四天王寺の縁起で、必ず語られるのが、蘇我物部戦争です。

物部氏は、仏教に反対し、それが原因の、一種の宗教戦争として語られます。

若き耳皇子(聖徳太子)も蘇我の一員として参戦し、物部守屋討伐を祈願し、四天王の小像を刻み、戦に勝てば寺を建立すると誓った。

守屋一族郎党に加えられた殺戮の悲惨な結末は、仏の慈悲のかけらもないものとなります。

敵を殺す誓願が、この国の仏教の始まりだとするならば、実に不幸なことです。

蘇我物部戦争が、宗教戦争であったのか、大いに疑わしい。


谷川健一さんが「四天王寺の鷹」で明らかにしたことですが、四天王寺は物部の末裔を自称する人々により維持されてきた。
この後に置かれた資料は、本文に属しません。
//! Things the muffin can touch: colliders, the lethal floor, overlap
//! reporting and the cloud spawners.
//!
//! Every collidable entity carries a `Collider` whose `ColliderKind` is fixed
//! when the entity is spawned. Overlap handlers match on the kind instead of
//! inspecting what else is attached to the entity.
//!
//! # Example:
//!
//! ```ignore
//! commands.spawn((
//!     SpatialBundle::from_transform(Transform::from_xyz(0.0, -25.0, 0.0)),
//!     Collider::new(Vec3::new(2000.0, 25.0, 400.0), ColliderKind::Ground),
//!     DeathFloor,
//! ));
//! ```

pub mod overlap;
pub mod spawner;

use bevy::prelude::*;

pub use overlap::*;
pub use spawner::*;

/// What a collider represents to the muffin.
#[derive(Debug, Clone, Copy, PartialEq, Eq, Hash)]
pub enum ColliderKind {
    /// A cloud: marks the muffin mortal and scores on contact.
    Hazard,
    Spawner,
    /// Static level geometry the muffin can stand on.
    Ground,
    Neutral,
}

impl ColliderKind {
    /// Whether the muffin can land on top of this collider.
    #[must_use]
    pub fn is_platform(self) -> bool {
        matches!(self, ColliderKind::Ground | ColliderKind::Hazard)
    }
}

/// Axis-aligned box centred on the entity's translation.
#[derive(Component, Debug, Clone, Copy, PartialEq)]
pub struct Collider {
    pub half_extents: Vec3,
    pub kind: ColliderKind,
}

impl Collider {
    #[must_use]
    pub fn new(half_extents: Vec3, kind: ColliderKind) -> Self {
        Self { half_extents, kind }
    }
}

/// Ground that kills a mortal muffin once it lands and comes to rest.
#[derive(Component, Debug, Default)]
pub struct DeathFloor;

/// Inclusive AABB intersection test; touching faces count as overlapping.
#[must_use]
pub fn aabb_overlap(a_center: Vec3, a_half: Vec3, b_center: Vec3, b_half: Vec3) -> bool {
    let d = (a_center - b_center).abs();
    let reach = a_half + b_half;
    d.x <= reach.x && d.y <= reach.y && d.z <= reach.z
}
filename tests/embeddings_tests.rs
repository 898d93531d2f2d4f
//! Embedding client tests against a mocked OpenAI-compatible server.

use pitchside::rag::{EmbeddingClient, OpenAiEmbeddingClient};
use pitchside::types::AppError;
use serde_json::json;
use wiremock::matchers::{body_partial_json, method, path};
use wiremock::{Mock, MockServer, ResponseTemplate};

fn client_for(server: &MockServer) -> OpenAiEmbeddingClient {
    OpenAiEmbeddingClient::new(
        "test-key".to_string(),
        format!("{}/v1", server.uri()),
        "text-embedding-3-small".to_string(),
    )
}

fn embedding_item(index: u32, values: &[f32]) -> serde_json::Value {
    json!({ "object": "embedding", "index": index, "embedding": values })
}

fn embedding_response(items: Vec<serde_json::Value>) -> serde_json::Value {
    json!({
        "object": "list",
        "model": "text-embedding-3-small",
        "data": items,
        "usage": { "prompt_tokens": 1, "total_tokens": 1 }
    })
}

#[tokio::test]
async fn test_embed_returns_first_vector() {
    let mock_server = MockServer::start().await;

    Mock::given(method("POST"))
        .and(path("/v1/embeddings"))
        .and(body_partial_json(json!({
            "model": "text-embedding-3-small",
            "input": "Who won the World Cup?",
            "encoding_format": "float"
        })))
        .respond_with(ResponseTemplate::new(200).set_body_json(embedding_response(vec![
            embedding_item(0, &[0.1, 0.2, 0.3]),
        ])))
        .mount(&mock_server)
        .await;

    let client = client_for(&mock_server);
    let vector = client.embed("Who won the World Cup?").await.unwrap();
    assert_eq!(vector, vec![0.1, 0.2, 0.3]);
}

#[tokio::test]
async fn test_embed_many_is_index_aligned() {
    let mock_server = MockServer::start().await;

    // The API may answer out of order; the client realigns by index.
    Mock::given(method("POST"))
        .and(path("/v1/embeddings"))
        .respond_with(ResponseTemplate::new(200).set_body_json(embedding_response(vec![
            embedding_item(1, &[2.0]),
            embedding_item(0, &[1.0]),
        ])))
        .mount(&mock_server)
        .await;

    let client = client_for(&mock_server);
    let vectors = client
        .embed_many(&["first".to_string(), "second".to_string()])
        .await
        .unwrap();
    assert_eq!(vectors, vec![vec![1.0], vec![2.0]]);
}

#[tokio::test]
async fn test_empty_batch_skips_the_network() {
    // No mock mounted: any request would fail the test.
    let mock_server = MockServer::start().await;
    let client = client_for(&mock_server);
    assert!(client.embed_many(&[]).await.unwrap().is_empty());
}

#[tokio::test]
async fn test_missing_embedding_data_is_an_error() {
    let mock_server = MockServer::start().await;

    Mock::given(method("POST"))
        .and(path("/v1/embeddings"))
        .respond_with(ResponseTemplate::new(200).set_body_json(embedding_response(vec![])))
        .mount(&mock_server)
        .await;

    let client = client_for(&mock_server);
    let err = client.embed("anything").await.unwrap_err();
    assert!(matches!(err, AppError::Embedding(_)));
}

#[tokio::test]
async fn test_upstream_rejection_is_an_error() {
    let mock_server = MockServer::start().await;

    Mock::given(method("POST"))
        .and(path("/v1/embeddings"))
        .respond_with(ResponseTemplate::new(401).set_body_json(json!({
            "error": {
                "message": "Invalid API key",
                "type": "invalid_request_error",
                "param": null,
                "code": null
            }
        })))
        .mount(&mock_server)
        .await;

    let client = client_for(&mock_server);
    let err = client.embed("anything").await.unwrap_err();
    assert!(matches!(err, AppError::Embedding(_)));
}

#[tokio::test]
async fn test_truncated_batch_is_an_error() {
    let mock_server = MockServer::start().await;

    Mock::given(method("POST"))
        .and(path("/v1/embeddings"))
        .respond_with(ResponseTemplate::new(200).set_body_json(embedding_response(vec![
            embedding_item(0, &[1.0]),
        ])))
        .mount(&mock_server)
        .await;

    let client = client_for(&mock_server);
    let err = client
        .embed_many(&["first".to_string(), "second".to_string()])
        .await
        .unwrap_err();
    assert!(matches!(err, AppError::Embedding(_)));
}
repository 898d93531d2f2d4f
//! Chat completion capability.

pub mod openai;

use crate::types::{ChatMessage, Result};
use async_trait::async_trait;

pub use openai::OpenAiChatClient;

/// Finite, single-pass sequence of generated text fragments. Dropping it
/// releases the upstream connection.
pub type TokenStream = Box<dyn futures::Stream<Item = Result<String>> + Send + Unpin>;

#[async_trait]
pub trait ChatCompletionClient: Send + Sync {
    /// Start a streaming completion over the given message list. Fragments
    /// arrive in generation order; an error item truncates the stream.
    async fn complete_stream(&self, messages: &[ChatMessage]) -> Result<TokenStream>;

    /// Model identifier, for logs.
    fn model_name(&self) -> &str;
}
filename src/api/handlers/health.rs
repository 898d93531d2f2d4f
use axum::Json;
use serde_json::{Value, json};

pub async fn health() -> Json<Value> {
    Json(json!({
        "status": "ok",
        "version": env!("CARGO_PKG_VERSION"),
    }))
}
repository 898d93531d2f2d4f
use chrono::{DateTime, Utc};
use serde::{Deserialize, Serialize};

// ============= API Request Types =============

/// Body of `POST /api/chat`: the full conversation so far, ordered.
#[derive(Debug, Clone, Serialize, Deserialize)]
pub struct ChatRequest {
    pub messages: Vec<ChatMessage>,
}

#[derive(Debug, Clone, Serialize, Deserialize)]
pub struct ChatMessage {
    #[serde(default, skip_serializing_if = "Option::is_none")]
    pub id: Option<String>,
    pub role: MessageRole,
    pub content: String,
}

impl ChatMessage {
    /// Build a system message synthesized per-query (never stored).
    pub fn system(content: impl Into<String>) -> Self {
        Self {
            id: None,
            role: MessageRole::System,
            content: content.into(),
        }
    }

    pub fn user(content: impl Into<String>) -> Self {
        Self {
            id: None,
            role: MessageRole::User,
            content: content.into(),
        }
    }
}

#[derive(Debug, Clone, Copy, PartialEq, Eq, Serialize, Deserialize)]
#[serde(rename_all = "lowercase")]
pub enum MessageRole {
    System,
    User,
    Assistant,
}

// ============= RAG Types =============

/// Raw scraper output for one source URL. Consumed once per ingestion run.
#[derive(Debug, Clone)]
pub struct Document {
    pub source: String,
    pub text: String,
}

/// The unit persisted in the vector store: one embedded chunk of a document.
/// Immutable once inserted; the store owns its lifetime.
#[derive(Debug, Clone, Serialize, Deserialize)]
pub struct IndexedRecord {
    pub vector: Vec<f32>,
    pub text: String,
    pub source: String,
    pub timestamp: DateTime<Utc>,
}

impl IndexedRecord {
    pub fn new(vector: Vec<f32>, text: impl Into<String>, source: impl Into<String>) -> Self {
        Self {
            vector,
            text: text.into(),
            source: source.into(),
            timestamp: Utc::now(),
        }
    }
}

/// One retrieval hit: stored text plus its similarity score.
#[derive(Debug, Clone)]
pub struct ScoredText {
    pub text: String,
    pub score: f32,
}

/// Distance metric a collection is created with.
#[derive(Debug, Clone, Copy, Default, PartialEq, Eq, Serialize, Deserialize)]
#[serde(rename_all = "snake_case")]
pub enum SimilarityMetric {
    #[default]
    DotProduct,
    Cosine,
    Euclidean,
}

impl SimilarityMetric {
    /// Wire name used by the vector database.
    pub fn as_str(&self) -> &'static str {
        match self {
            SimilarityMetric::DotProduct => "dot_product",
            SimilarityMetric::Cosine => "cosine",
            SimilarityMetric::Euclidean => "euclidean",
        }
    }
}

impl std::str::FromStr for SimilarityMetric {
    type Err = AppError;

    fn from_str(s: &str) -> Result<Self> {
        match s {
            "dot_product" => Ok(SimilarityMetric::DotProduct),
            "cosine" => Ok(SimilarityMetric::Cosine),
            "euclidean" => Ok(SimilarityMetric::Euclidean),
            other => Err(AppError::Configuration(format!(
                "Unknown similarity metric '{}' (expected dot_product, cosine or euclidean)",
                other
            ))),
        }
    }
}

// ============= Error Types =============

#[derive(Debug, thiserror::Error)]
pub enum AppError {
    #[error("Configuration error: {0}")]
    Configuration(String),

    #[error("Scrape error: {0}")]
    Scrape(String),

    #[error("Embedding service error: {0}")]
    Embedding(String),

    #[error("Vector store error: {0}")]
    VectorStore(String),

    #[error("Collection already exists: {0}")]
    CollectionExists(String),

    #[error("Chat completion error: {0}")]
    Completion(String),

    #[error("Invalid input: {0}")]
    InvalidInput(String),
}

impl axum::response::IntoResponse for AppError {
    fn into_response(self) -> axum::response::Response {
        use axum::http::StatusCode;

        // Full detail goes to the log; clients get a generic body.
        tracing::error!(error = %self, "request failed");

        let (status, message) = match self {
            AppError::InvalidInput(_) => (StatusCode::BAD_REQUEST, "invalid request"),
            _ => (StatusCode::INTERNAL_SERVER_ERROR, "internal server error"),
        };

        let body = serde_json::json!({
            "error": message
        });

        (status, axum::Json(body)).into_response()
    }
}

pub type Result<T> = std::result::Result<T, AppError>;
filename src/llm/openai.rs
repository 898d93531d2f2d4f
use crate::llm::{ChatCompletionClient, TokenStream};
use crate::types::{AppError, ChatMessage, MessageRole, Result};
use async_openai::{
    Client,
    config::OpenAIConfig,
    types::chat::{
        ChatCompletionRequestAssistantMessage, ChatCompletionRequestMessage,
        ChatCompletionRequestSystemMessage, ChatCompletionRequestUserMessage,
        CreateChatCompletionRequestArgs,
    },
};
use async_trait::async_trait;
use futures::StreamExt;

pub struct OpenAiChatClient {
    client: Client<OpenAIConfig>,
    model: String,
}

impl OpenAiChatClient {
    pub fn new(api_key: String, api_base: String, model: String) -> Self {
        let config = OpenAIConfig::new()
            .with_api_key(api_key)
            .with_api_base(api_base);

        Self {
            client: Client::with_config(config),
            model,
        }
    }
}

fn to_request_message(message: &ChatMessage) -> ChatCompletionRequestMessage {
    match message.role {
        MessageRole::System => ChatCompletionRequestMessage::System(
            ChatCompletionRequestSystemMessage::from(message.content.clone()),
        ),
        MessageRole::User => ChatCompletionRequestMessage::User(
            ChatCompletionRequestUserMessage::from(message.content.clone()),
        ),
        MessageRole::Assistant => ChatCompletionRequestMessage::Assistant(
            ChatCompletionRequestAssistantMessage::from(message.content.clone()),
        ),
    }
}

#[async_trait]
impl ChatCompletionClient for OpenAiChatClient {
    async fn complete_stream(&self, messages: &[ChatMessage]) -> Result<TokenStream> {
        let chat_messages: Vec<ChatCompletionRequestMessage> =
            messages.iter().map(to_request_message).collect();

        let request = CreateChatCompletionRequestArgs::default()
            .model(&self.model)
            .messages(chat_messages)
            .build()
            .map_err(|e| AppError::Completion(format!("Failed to build request: {}", e)))?;

        let mut stream = self
            .client
            .chat()
            .create_stream(request)
            .await
            .map_err(|e| AppError::Completion(format!("OpenAI API error: {}", e)))?;

        let result_stream = async_stream::stream! {
            while let Some(result) = stream.next().await {
                match result {
                    Ok(response) => {
                        for choice in response.choices {
                            if let Some(content) = choice.delta.content {
                                yield Ok(content);
                            }
                        }
                    }
                    Err(e) => {
                        yield Err(AppError::Completion(format!("Stream error: {}", e)));
                    }
                }
            }
        };

        Ok(Box::new(Box::pin(result_stream)))
    }

    fn model_name(&self) -> &str {
        &self.model
    }
}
守屋討伐の誓願が事実だとしても、四天王寺建立の力となったのは、物部支配下にあった、地元の人々であったようです。

物部の部民にとり、四天王寺は自分たちの誇りでもあった。

守屋一族郎党は滅びます。しかし、物部氏が滅びたわけではない。

もし、四天王寺の縁起を語り直すのであれば、戦勝祈願の意味を再考すべきです。

聖徳太子は、父用明天皇を、物部守屋が画策した暴動での傷がもとで喪います。守屋に対する怒りもあったでしょう。しかし、仏への誓願として、敵討ちをしてくれと祈るでしょうか。


戦いの後の虚脱感のなかで、なにより重大な課題は、和解であり、永遠の平和をもたらす叡知である。

勝ったと喜んで、建立したのが、四天王寺ではないだろう。

荒陵の仁徳期以来の水の聖域に、新たな願いをこめて、緻密な設計のもとに寺院を建立された。しかも、不死鳥のように、原形を維持しながら再生し続ける、不思議な寺を、聖徳太子は生み出したのです。

水と太陽の、永遠の祈りとして。